NASA must enhance its cybersecurity capabilities, the agency’s director told an industry-rich crowd yesterday.

NASA Administrator Charles Bolden, speaking at the space agency’s first-ever Information Technology (IT) Summit, said he and NASA Chief Information Officer Linda Cureton agree more attention needs to be paid to fending off cyber attacks.

NASA, like the Pentagon, is one of “the most poked and prodded organization in the government as far as intrusions into what we do,” he said.

“So we’ve got a lot of work to do in the area of cybersecurity,” he said. Cureton is in the midst of building a “very, very strong team” to strengthen NASA against cyber vulnerabilities, Bolden said during the first day of the three-day event in National Harbor, Md.

The IT summit is intended to help government and industry share technology innovations regarding social networking, so-called “green IT”, innovation, infrastructure, operations, and IT security and privacy.

Bolden said President Barack Obama wants NASA to “come up with better ways to move the government forward on IT,” while saving money and consolidating activities.
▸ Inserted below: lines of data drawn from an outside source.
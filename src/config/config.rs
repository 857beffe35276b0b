use anyhow::Error;
use serde::{Deserialize, Serialize};

/// Numeric cut-offs of the gesture cascade. All distances are in normalized
/// frame coordinates unless the name says otherwise.
#[derive(Debug, Clone, Serialize, Deserialize, PartialEq)]
#[serde(default)]
pub struct GestureThresholds {
    pub mouth_open_ratio: f32,
    pub roi_half_size: i64,
    pub tongue_red_margin: f32,
    pub tongue_min_red: f32,
    pub default_face_bottom_y: f32,
    pub clasp_distance: f32,
    pub raised_margin: f32,
    pub open_fingers_min: usize,
    pub fist_fingers_max: usize,
    pub mad_distance_max: f32,
    pub mouth_distance: f32,
    pub vertical_tolerance: f32,
    pub thumb_tuck_distance: f32,
    /// Fingertip height for the face-less Think fallback. Not validated against real footage.
    pub think_fallback_y: f32,
}

impl GestureThresholds {
    pub(crate) fn new() -> Self {
        GestureThresholds {
            mouth_open_ratio: 0.03,
            roi_half_size: 5,
            tongue_red_margin: 10.0,
            tongue_min_red: 60.0,
            default_face_bottom_y: 0.5,
            clasp_distance: 0.15,
            raised_margin: 0.1,
            open_fingers_min: 3,
            fist_fingers_max: 1,
            mad_distance_max: 0.5,
            mouth_distance: 0.15,
            vertical_tolerance: 0.12,
            thumb_tuck_distance: 0.2,
            think_fallback_y: 0.35,
        }
    }
}

impl Default for GestureThresholds {
    fn default() -> Self {
        Self::new()
    }
}

#[derive(Debug, Clone, Serialize, Deserialize, PartialEq)]
#[serde(default)]
pub struct GestureConfig {
    /// Kept for configuration compatibility. The cascade returns labels without
    /// a score, so nothing reads this value.
    pub min_confidence: f32,
    /// Run the Double and Tongue stages. Turning this off gives the
    /// hands-only classifier; faces are still used as chin and lip references.
    pub face_gestures: bool,
    pub thresholds: GestureThresholds,
}

impl GestureConfig {
    pub(crate) fn new() -> Self {
        GestureConfig {
            min_confidence: 0.7,
            face_gestures: true,
            thresholds: GestureThresholds::new(),
        }
    }

    /// hands_only returns the default configuration with the face stages disabled.
    pub fn hands_only() -> Self {
        GestureConfig {
            face_gestures: false,
            ..Self::new()
        }
    }

    /// from_json parses a configuration, filling missing fields with defaults.
    pub fn from_json(raw: &str) -> Result<Self, Error> {
        let config: GestureConfig = serde_json::from_str(raw)?;
        Ok(config)
    }
}

impl Default for GestureConfig {
    fn default() -> Self {
        Self::new()
    }
}
pub mod gesture;
pub mod pipeline;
Bolden specifically cited a desire to focus on data-center consolidation, cloud computing, and green IT.

“We hope that events like this will help us to become a more integrated, more open and more collaborative organization,” he said, “so that we become incredibly transparent to the world, not just among ourselves, so people can look and find out anything they want to know about us that we want them to know very easily, whether it’s from an (Apple) iPad (hand-held computer) or a laptop or a desktop, or anything.”

Bolden charged NASA–an agency he said pushes boundaries–to assume leadership in the realm of IT.

“It’s (Cureton’s) and my goal to make sure NASA has the best IT organization in government,” he said.

We need to do many things differently than the way we do them today…in areas like IT, which is the backbone of much of our work,” he added.

Chief Information Officer of the United States Vivek Kundra, Bolden noted, has taken a keen interest in the Nebula cloud computing platform developed at NASA’s Ames Research Center in Moffett Field, Calif.

“It’s systems like this that you all have developed and refined so that huge data sets can be easily shared among people who need them,” Bolden said, calling on the crowd of NASA, industry, and academic researchers to come up with more such innovations.

Bolden emphasized he wants academia’s help in helping industry and NASA workers develop better communication tools, and cited how NASA already considered to do well in making its information available to the public.

The NASA summit will continue through tomorrow, when Kundra is scheduled to speak.